# EXERCISE PROMPT
Beginning with the line that contains "pub trait Clock: Send" in the material below, print each line exactly until the line that contains "durable configuration storage" has been printed, then stop.

# PROVIDED RECORDS
——
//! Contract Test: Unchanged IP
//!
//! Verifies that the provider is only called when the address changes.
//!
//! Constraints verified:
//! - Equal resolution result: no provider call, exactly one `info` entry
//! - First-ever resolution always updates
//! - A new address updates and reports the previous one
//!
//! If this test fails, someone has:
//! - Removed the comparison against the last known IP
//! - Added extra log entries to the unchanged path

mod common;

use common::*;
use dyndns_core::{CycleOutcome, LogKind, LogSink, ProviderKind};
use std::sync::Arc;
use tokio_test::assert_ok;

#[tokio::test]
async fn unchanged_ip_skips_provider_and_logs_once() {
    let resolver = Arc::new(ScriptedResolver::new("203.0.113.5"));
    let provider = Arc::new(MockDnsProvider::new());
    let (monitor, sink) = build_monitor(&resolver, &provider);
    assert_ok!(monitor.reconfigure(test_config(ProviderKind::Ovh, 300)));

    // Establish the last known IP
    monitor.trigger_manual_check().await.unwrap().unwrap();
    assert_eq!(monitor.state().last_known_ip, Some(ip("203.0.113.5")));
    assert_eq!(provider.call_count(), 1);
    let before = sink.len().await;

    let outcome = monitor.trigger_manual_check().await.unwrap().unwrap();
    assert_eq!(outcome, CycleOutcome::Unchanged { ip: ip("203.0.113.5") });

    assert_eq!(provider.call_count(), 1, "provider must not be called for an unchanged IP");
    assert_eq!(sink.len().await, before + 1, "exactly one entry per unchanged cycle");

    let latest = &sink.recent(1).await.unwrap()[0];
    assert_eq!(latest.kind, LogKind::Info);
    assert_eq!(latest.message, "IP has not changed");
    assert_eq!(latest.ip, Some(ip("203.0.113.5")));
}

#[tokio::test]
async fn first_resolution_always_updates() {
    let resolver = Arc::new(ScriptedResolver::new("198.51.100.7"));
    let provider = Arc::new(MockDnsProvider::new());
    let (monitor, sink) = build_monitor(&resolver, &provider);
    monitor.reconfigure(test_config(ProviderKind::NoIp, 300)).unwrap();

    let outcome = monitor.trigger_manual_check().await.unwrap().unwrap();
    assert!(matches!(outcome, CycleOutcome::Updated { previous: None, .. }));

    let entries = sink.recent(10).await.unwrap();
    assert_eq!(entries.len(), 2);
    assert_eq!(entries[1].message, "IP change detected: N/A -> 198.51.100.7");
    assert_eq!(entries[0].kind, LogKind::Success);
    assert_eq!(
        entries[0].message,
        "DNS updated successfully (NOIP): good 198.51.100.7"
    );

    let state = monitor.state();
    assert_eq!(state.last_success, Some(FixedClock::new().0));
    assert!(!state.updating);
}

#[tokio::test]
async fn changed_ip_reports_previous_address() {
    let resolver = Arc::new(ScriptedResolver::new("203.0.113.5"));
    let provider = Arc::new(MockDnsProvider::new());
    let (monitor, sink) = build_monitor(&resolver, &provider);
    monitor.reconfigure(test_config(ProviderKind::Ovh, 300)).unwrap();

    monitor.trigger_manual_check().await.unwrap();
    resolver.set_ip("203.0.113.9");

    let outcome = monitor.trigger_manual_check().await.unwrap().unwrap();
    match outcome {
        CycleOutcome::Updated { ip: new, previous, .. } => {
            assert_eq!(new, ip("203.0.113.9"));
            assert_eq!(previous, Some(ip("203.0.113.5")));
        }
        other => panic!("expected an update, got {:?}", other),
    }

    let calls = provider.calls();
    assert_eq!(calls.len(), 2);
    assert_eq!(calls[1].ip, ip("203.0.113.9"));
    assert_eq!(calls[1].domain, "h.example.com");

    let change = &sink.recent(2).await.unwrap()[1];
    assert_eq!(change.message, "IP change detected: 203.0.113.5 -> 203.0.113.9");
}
——
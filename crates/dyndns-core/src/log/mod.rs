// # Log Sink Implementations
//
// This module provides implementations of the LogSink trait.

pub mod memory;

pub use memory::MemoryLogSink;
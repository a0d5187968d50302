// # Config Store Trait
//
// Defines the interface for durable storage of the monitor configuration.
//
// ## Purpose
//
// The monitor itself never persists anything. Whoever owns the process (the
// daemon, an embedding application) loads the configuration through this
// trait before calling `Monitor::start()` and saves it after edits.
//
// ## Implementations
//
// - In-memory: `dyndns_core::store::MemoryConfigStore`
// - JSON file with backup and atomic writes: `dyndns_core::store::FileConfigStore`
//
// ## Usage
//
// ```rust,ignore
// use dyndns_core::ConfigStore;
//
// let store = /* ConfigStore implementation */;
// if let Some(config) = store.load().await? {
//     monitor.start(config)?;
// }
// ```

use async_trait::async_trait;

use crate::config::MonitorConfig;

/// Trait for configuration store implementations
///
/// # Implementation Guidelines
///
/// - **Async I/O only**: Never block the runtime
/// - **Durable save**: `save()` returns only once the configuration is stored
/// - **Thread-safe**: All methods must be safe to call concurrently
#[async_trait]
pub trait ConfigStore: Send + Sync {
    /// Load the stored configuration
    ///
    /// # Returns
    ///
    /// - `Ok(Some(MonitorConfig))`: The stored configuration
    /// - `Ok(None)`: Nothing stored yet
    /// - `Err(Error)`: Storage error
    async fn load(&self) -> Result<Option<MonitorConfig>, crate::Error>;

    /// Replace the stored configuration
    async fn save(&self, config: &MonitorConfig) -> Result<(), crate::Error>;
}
——
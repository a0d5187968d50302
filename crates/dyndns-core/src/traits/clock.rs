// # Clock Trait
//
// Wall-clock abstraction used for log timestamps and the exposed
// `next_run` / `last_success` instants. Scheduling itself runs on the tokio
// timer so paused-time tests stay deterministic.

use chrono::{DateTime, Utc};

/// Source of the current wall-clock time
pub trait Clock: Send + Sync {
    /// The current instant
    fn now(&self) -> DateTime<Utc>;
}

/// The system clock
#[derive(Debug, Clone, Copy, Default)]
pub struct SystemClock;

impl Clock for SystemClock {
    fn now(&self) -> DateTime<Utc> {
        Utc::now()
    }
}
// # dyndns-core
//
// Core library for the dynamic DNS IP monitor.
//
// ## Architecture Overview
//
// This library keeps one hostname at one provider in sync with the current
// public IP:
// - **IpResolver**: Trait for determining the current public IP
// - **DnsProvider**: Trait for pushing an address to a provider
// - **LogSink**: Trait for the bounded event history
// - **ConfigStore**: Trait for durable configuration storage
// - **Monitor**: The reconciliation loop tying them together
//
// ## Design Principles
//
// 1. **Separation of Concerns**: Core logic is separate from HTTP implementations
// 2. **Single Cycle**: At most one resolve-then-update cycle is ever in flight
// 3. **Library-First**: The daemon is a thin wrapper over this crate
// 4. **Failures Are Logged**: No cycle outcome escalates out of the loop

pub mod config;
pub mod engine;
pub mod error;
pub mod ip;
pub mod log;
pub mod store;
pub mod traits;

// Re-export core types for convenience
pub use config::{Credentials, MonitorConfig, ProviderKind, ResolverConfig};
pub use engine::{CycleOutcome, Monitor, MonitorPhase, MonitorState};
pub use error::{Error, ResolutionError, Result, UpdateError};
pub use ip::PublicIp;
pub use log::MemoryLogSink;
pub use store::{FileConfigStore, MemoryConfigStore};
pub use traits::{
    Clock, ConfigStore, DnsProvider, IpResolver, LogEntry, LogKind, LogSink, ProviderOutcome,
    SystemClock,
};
——
# OUTPUT FOR THIS EXERCISE
pub trait Clock: Send + Sync {
    /// The current instant
    fn now(&self) -> DateTime<Utc>;
}

/// The system clock
#[derive(Debug, Clone, Copy, Default)]
pub struct SystemClock;

impl Clock for SystemClock {
    fn now(&self) -> DateTime<Utc> {
        Utc::now()
    }
}
// # dyndns-core
//
// Core library for the dynamic DNS IP monitor.
//
// ## Architecture Overview
//
// This library keeps one hostname at one provider in sync with the current
// public IP:
// - **IpResolver**: Trait for determining the current public IP
// - **DnsProvider**: Trait for pushing an address to a provider
// - **LogSink**: Trait for the bounded event history
// - **ConfigStore**: Trait for durable configuration storage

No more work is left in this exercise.